[Data]:

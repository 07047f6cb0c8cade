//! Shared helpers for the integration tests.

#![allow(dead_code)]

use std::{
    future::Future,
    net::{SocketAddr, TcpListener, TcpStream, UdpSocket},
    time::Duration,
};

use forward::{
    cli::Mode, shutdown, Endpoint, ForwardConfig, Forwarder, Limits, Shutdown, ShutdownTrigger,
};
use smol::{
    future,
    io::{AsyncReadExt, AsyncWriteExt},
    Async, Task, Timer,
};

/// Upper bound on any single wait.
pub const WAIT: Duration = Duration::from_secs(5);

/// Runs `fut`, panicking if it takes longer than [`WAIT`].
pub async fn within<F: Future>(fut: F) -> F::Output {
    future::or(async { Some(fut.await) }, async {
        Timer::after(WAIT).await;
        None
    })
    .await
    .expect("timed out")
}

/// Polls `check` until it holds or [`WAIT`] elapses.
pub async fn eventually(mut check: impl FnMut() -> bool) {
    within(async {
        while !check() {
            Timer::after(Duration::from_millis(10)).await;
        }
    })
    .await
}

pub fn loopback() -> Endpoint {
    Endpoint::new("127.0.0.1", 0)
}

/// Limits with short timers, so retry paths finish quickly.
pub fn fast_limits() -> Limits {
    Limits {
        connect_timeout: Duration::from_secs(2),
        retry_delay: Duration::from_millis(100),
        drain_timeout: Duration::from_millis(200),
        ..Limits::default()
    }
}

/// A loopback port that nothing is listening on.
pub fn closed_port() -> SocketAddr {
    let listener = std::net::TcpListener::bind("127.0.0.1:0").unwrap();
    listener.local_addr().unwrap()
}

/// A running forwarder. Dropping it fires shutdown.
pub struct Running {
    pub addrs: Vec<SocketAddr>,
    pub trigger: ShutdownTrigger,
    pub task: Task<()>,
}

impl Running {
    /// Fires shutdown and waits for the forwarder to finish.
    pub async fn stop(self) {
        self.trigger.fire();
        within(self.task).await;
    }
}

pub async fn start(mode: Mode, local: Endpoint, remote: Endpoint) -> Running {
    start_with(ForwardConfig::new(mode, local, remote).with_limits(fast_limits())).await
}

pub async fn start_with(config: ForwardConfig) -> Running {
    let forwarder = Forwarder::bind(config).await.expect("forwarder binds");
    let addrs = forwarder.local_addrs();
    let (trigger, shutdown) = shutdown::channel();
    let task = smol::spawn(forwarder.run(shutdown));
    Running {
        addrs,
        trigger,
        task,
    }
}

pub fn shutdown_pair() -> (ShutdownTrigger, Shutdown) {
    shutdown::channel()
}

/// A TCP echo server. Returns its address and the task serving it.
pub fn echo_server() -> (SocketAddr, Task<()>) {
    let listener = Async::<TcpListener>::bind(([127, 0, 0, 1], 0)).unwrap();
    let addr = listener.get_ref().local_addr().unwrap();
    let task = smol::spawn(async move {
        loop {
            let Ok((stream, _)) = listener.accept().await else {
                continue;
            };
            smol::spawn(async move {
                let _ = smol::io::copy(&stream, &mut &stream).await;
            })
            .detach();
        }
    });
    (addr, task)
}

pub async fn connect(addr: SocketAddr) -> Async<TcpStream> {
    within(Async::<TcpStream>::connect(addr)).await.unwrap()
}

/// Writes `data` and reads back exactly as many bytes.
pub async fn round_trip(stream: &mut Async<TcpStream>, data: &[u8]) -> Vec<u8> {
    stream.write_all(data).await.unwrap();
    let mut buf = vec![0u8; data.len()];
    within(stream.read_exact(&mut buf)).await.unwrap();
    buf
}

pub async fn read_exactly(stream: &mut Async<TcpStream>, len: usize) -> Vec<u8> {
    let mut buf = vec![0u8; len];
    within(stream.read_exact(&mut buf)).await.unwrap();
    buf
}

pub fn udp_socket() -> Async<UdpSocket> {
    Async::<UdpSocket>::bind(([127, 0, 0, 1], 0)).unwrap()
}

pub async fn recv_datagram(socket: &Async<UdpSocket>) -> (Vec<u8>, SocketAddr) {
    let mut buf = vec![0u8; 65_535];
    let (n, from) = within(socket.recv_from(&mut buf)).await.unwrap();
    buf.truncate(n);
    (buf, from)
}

[Task goal]: If a line in the entries contains the word "smol", copy that line out.

[Written response]:
use smol::{
    let task = smol::spawn(forwarder.run(shutdown));
    let task = smol::spawn(async move {
            smol::spawn(async move {
                let _ = smol::io::copy(&stream, &mut &stream).await;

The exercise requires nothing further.